The challenge of such non-proliferation policies has always been to keep commercial interests and a country’s protection from national security threats in equipoise. Lest you are prepared to choke your economy, this balance is meant to ensure commercial activity, private investments, and – very important – innovation. Only if both aspects are weighed thoughtfully can a country actually have a strategically sensible approach to dual-use controls, because markets spur innovation – and that translates into technological progress – much better than governments.

So what changed with the Sullivan Doctrine? During the Cold War and beyond, it was the strategic goal of US export controls to keep foes at a distance, while running faster.” With regard to China, the United States has now replaced the first part of this mantra with an approach that is often described as higher fences around smaller yards”. Three aspects are at the center of this approach. 

First, the political reassessment of China as a security threat in recent years has now been translated into concrete technocratic policy tools. China’s civil-military fusion makes it virtually impossible to differentiate between end users and end uses. It is the understanding of the Biden Administration that efforts to separate the two will not result in a distinction that is strategically useful. Therefore, the White House concluded that the US is facing a foreign adversary toward whom it should levy controls that – in certain areas – no longer seek to balance commercial and national security interests. 


» The goal of the US' new China-only export controls is to keep the People’s Republic from acquiring certain technologies for as long as possible. «

— Nikolas Keßels

Second, the time dimension of controls has been significantly expanded. The White House considers computing technology to be one of three technological force multipliers” next to bioengineering and clean energy. Consequently, the administration is no longer willing to price in that China’s technological advancement will eventually catch up with any particular state of American capabilities. Instead, the goal of the new China-only export controls is to keep the People’s Republic from acquiring certain technologies for as long as possible. 

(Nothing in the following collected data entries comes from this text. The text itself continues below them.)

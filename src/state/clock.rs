//! Countdown clock.
//!
//! The clock has no thread of its own. The owner advances it by elapsed
//! milliseconds and gets back the signals that fell due, in order.
//!
//! ```text
//! Idle ──start──▶ Running ──elapsed == duration──▶ Finished
//!  ▲                 │
//!  └─────cancel──────┘
//! ```
//!
//! A Finished clock is terminal; the owner builds a new one for the next round.

use log::{trace, warn};

/// Clock lifecycle.
#[derive(Debug, Clone, Copy, PartialEq, Eq, Default)]
pub enum ClockStatus {
    #[default]
    Idle,
    Running,
    Finished,
}

impl ClockStatus {
    pub fn as_str(&self) -> &'static str {
        match self {
            Self::Idle => "idle",
            Self::Running => "running",
            Self::Finished => "finished",
        }
    }
}

#[derive(Debug, Clone, Copy, PartialEq, Eq)]
pub enum ClockSignalKind {
    /// Whole seconds left, floored.
    Tick { remaining_seconds: u32 },
    Finished,
}

/// A signal emitted by a clock, tagged with the clock's generation.
#[derive(Debug, Clone, Copy, PartialEq, Eq)]
pub struct ClockSignal {
    pub generation: u64,
    pub kind: ClockSignalKind,
}

/// Single-timeline countdown.
#[derive(Debug, Clone)]
pub struct GameClock {
    generation: u64,
    status: ClockStatus,
    duration_ms: u64,
    interval_ms: u64,
    elapsed_ms: u64,
    /// Elapsed time at which the next tick is due.
    next_tick_ms: u64,
}

impl GameClock {
    /// Create an idle clock.
    pub fn new(generation: u64) -> Self {
        Self {
            generation,
            status: ClockStatus::Idle,
            duration_ms: 0,
            interval_ms: 0,
            elapsed_ms: 0,
            next_tick_ms: 0,
        }
    }

    pub fn generation(&self) -> u64 {
        self.generation
    }

    pub fn status(&self) -> ClockStatus {
        self.status
    }

    pub fn is_running(&self) -> bool {
        self.status == ClockStatus::Running
    }

    pub fn duration_ms(&self) -> u64 {
        self.duration_ms
    }

    pub fn interval_ms(&self) -> u64 {
        self.interval_ms
    }

    pub fn remaining_ms(&self) -> u64 {
        self.duration_ms - self.elapsed_ms
    }

    /// Start counting down from `duration_ms`, ticking every `interval_ms`.
    ///
    /// Only an idle clock can start. Starting a running or finished clock
    /// panics in debug builds and is ignored otherwise.
    pub fn start(&mut self, duration_ms: u64, interval_ms: u64) {
        debug_assert!(
            self.status == ClockStatus::Idle,
            "clock {} started while {}",
            self.generation,
            self.status.as_str()
        );
        if self.status != ClockStatus::Idle {
            warn!(
                "Ignoring start of clock {} while {}",
                self.generation,
                self.status.as_str()
            );
            return;
        }

        let interval_ms = interval_ms.max(1);
        self.duration_ms = duration_ms;
        self.interval_ms = interval_ms;
        self.elapsed_ms = 0;
        self.next_tick_ms = interval_ms.min(duration_ms);
        self.status = ClockStatus::Running;
    }

    /// Stop a running clock. No signal is emitted afterwards. Idempotent.
    pub fn cancel(&mut self) {
        if self.status == ClockStatus::Running {
            self.status = ClockStatus::Idle;
        }
    }

    /// Advance by `delta_ms` and collect every signal that fell due.
    ///
    /// The last tick reports 0 and is immediately followed by `Finished`.
    pub fn advance(&mut self, delta_ms: u64) -> Vec<ClockSignal> {
        if self.status != ClockStatus::Running {
            trace!(
                "Clock {} is {}, dropping {}ms",
                self.generation,
                self.status.as_str(),
                delta_ms
            );
            return Vec::new();
        }

        self.elapsed_ms = self
            .elapsed_ms
            .saturating_add(delta_ms)
            .min(self.duration_ms);

        let mut signals = Vec::new();
        while self.elapsed_ms >= self.next_tick_ms {
            let remaining_ms = self.duration_ms - self.next_tick_ms;
            signals.push(self.signal(ClockSignalKind::Tick {
                remaining_seconds: seconds_floor(remaining_ms),
            }));

            if self.next_tick_ms >= self.duration_ms {
                self.status = ClockStatus::Finished;
                signals.push(self.signal(ClockSignalKind::Finished));
                break;
            }
            self.next_tick_ms = (self.next_tick_ms + self.interval_ms).min(self.duration_ms);
        }
        signals
    }

    fn signal(&self, kind: ClockSignalKind) -> ClockSignal {
        ClockSignal {
            generation: self.generation,
            kind,
        }
    }
}

fn seconds_floor(ms: u64) -> u32 {
    u32::try_from(ms / 1000).unwrap_or(u32::MAX)
}

#[cfg(test)]
mod tests {
    use super::*;
    use pretty_assertions::assert_eq;

    fn ticks(signals: &[ClockSignal]) -> Vec<u32> {
        signals
            .iter()
            .filter_map(|s| match s.kind {
                ClockSignalKind::Tick { remaining_seconds } => Some(remaining_seconds),
                ClockSignalKind::Finished => None,
            })
            .collect()
    }

    fn finished_count(signals: &[ClockSignal]) -> usize {
        signals
            .iter()
            .filter(|s| s.kind == ClockSignalKind::Finished)
            .count()
    }

    #[test]
    fn test_clock_new() {
        let clock = GameClock::new(3);
        assert_eq!(clock.status(), ClockStatus::Idle);
        assert_eq!(clock.generation(), 3);
        assert!(!clock.is_running());
    }

    #[test]
    fn test_idle_clock_emits_nothing() {
        let mut clock = GameClock::new(0);
        assert!(clock.advance(10_000).is_empty());
    }

    #[test]
    fn test_ticks_each_interval() {
        let mut clock = GameClock::new(1);
        clock.start(5000, 1000);

        assert!(clock.advance(999).is_empty());
        assert_eq!(
            clock.advance(1),
            vec![ClockSignal {
                generation: 1,
                kind: ClockSignalKind::Tick {
                    remaining_seconds: 4
                },
            }]
        );
        assert_eq!(clock.remaining_ms(), 4000);
    }

    #[test]
    fn test_full_countdown() {
        let mut clock = GameClock::new(1);
        clock.start(60_000, 1000);

        let mut all = Vec::new();
        for _ in 0..60 {
            all.extend(clock.advance(1000));
        }

        assert_eq!(ticks(&all), (0..60).rev().collect::<Vec<u32>>());
        assert_eq!(finished_count(&all), 1);
        assert_eq!(all.last().map(|s| s.kind), Some(ClockSignalKind::Finished));
        assert_eq!(clock.status(), ClockStatus::Finished);

        // Terminal
        assert!(clock.advance(5000).is_empty());
    }

    #[test]
    fn test_large_step_emits_every_tick_in_order() {
        let mut clock = GameClock::new(1);
        clock.start(10_000, 1000);

        let signals = clock.advance(3500);
        assert_eq!(ticks(&signals), vec![9, 8, 7]);

        let signals = clock.advance(1_000_000);
        assert_eq!(ticks(&signals), vec![6, 5, 4, 3, 2, 1, 0]);
        assert_eq!(finished_count(&signals), 1);
    }

    #[test]
    fn test_uneven_duration_floors_to_zero() {
        let mut clock = GameClock::new(1);
        clock.start(1500, 1000);

        let signals = clock.advance(2000);
        assert_eq!(ticks(&signals), vec![0, 0]);
        assert_eq!(finished_count(&signals), 1);
    }

    #[test]
    fn test_zero_duration_finishes_on_first_advance() {
        let mut clock = GameClock::new(1);
        clock.start(0, 1000);

        let signals = clock.advance(0);
        assert_eq!(ticks(&signals), vec![0]);
        assert_eq!(finished_count(&signals), 1);
    }

    #[test]
    fn test_cancel_stops_signals() {
        let mut clock = GameClock::new(1);
        clock.start(60_000, 1000);
        clock.advance(2000);

        clock.cancel();
        assert_eq!(clock.status(), ClockStatus::Idle);
        assert!(clock.advance(1_000_000).is_empty());

        // Idempotent
        clock.cancel();
        assert_eq!(clock.status(), ClockStatus::Idle);
    }

    #[test]
    #[cfg(debug_assertions)]
    #[should_panic(expected = "started while running")]
    fn test_double_start_panics_in_debug() {
        let mut clock = GameClock::new(1);
        clock.start(60_000, 1000);
        clock.start(60_000, 1000);
    }

    #[test]
    #[cfg(debug_assertions)]
    #[should_panic(expected = "started while finished")]
    fn test_restart_finished_panics_in_debug() {
        let mut clock = GameClock::new(1);
        clock.start(1000, 1000);
        clock.advance(1000);
        clock.start(1000, 1000);
    }
}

This, in turn, helps to understand why, third, technology for the production of nodes and semiconductors at the bleeding technological edge is now controlled. The United States radically changed what it considers to be a control-worthy item and, commercially speaking, decided to intervene upstream of those value chains along which substantial risks can be reasonably expected to accrue further downstream. This means that the United States now controls a select group of items (“smaller yard”) that will be instrumental in researching and/​or producing the goods that will produce the goods which, in turn, will serve to produce the goods that – eventually – will pose a national security risk to the US. In short: America is now trying to nip those risks in their very bud. America’s New Export Controls

Controls with a Global Reach

It is important to understand the degree of American market power that underpins this paradigm shift. The United States possesses hegemonic market power in three areas of semiconductor manufacturing – and it is leveraging this market power against China. First, American patents control the manufacturing technology (called instruction set architecture,” or ISA) that makes developing microchips possible in the first place. Second, with Intel, Samsung and Taiwan Semiconductor Manufacturing Company (TSMC), non-Chinese companies with strong market exposure to the US play the main role in global semiconductor fabrication at a height of 14 nanometers and below. TSMC alone has a market share of about 52 percent, making it a decisive factor in the geostrategic re-orientation of US export controls. Third, this also applies to manufacturing technology, where Dutch company ASML is currently the sole provider of the plasma-based lithography machinery necessary for bleeding-edge semiconductor manufacturing. ASML supplies most of the world’s chip manufacturers and has a market share of around 62 percent. Add to this that the US Foreign-Direct Product Rule has been rewritten to impose extraterritorial re-export licensing requirements on chip-making technology containing US-produced content of 25 percent and above and it becomes clear that the arm of US export controls is very long indeed.

Americans Run Faster

Aside from this paradigm shift in its export controls, what was less surprising about Sullivan’s speech was that he described how the United States robustly leverages its own market power to create a gravitational pull toward those policy goals it otherwise would have had a much harder time realizing when using only diplomatic means to cut through the interest cacophony of its European allies. Both the recent CHIPS and Science Act as well as the Inflation Reduction Act (IRA) leverage the economic heft of the United States and thereby continue the second part of the above-mentioned strategic paradigm of running faster.” While the IRA’s buy American” clauses have a decidedly protectionist flavor, one should put the bill’s clean energy subsidies of USD 370 billion over ten years in relation to the United States’ annual GDP of USD 23 trillion. Still, both acts quite forcefully incentivize Europeans to revamp their international politico-economic capabilities.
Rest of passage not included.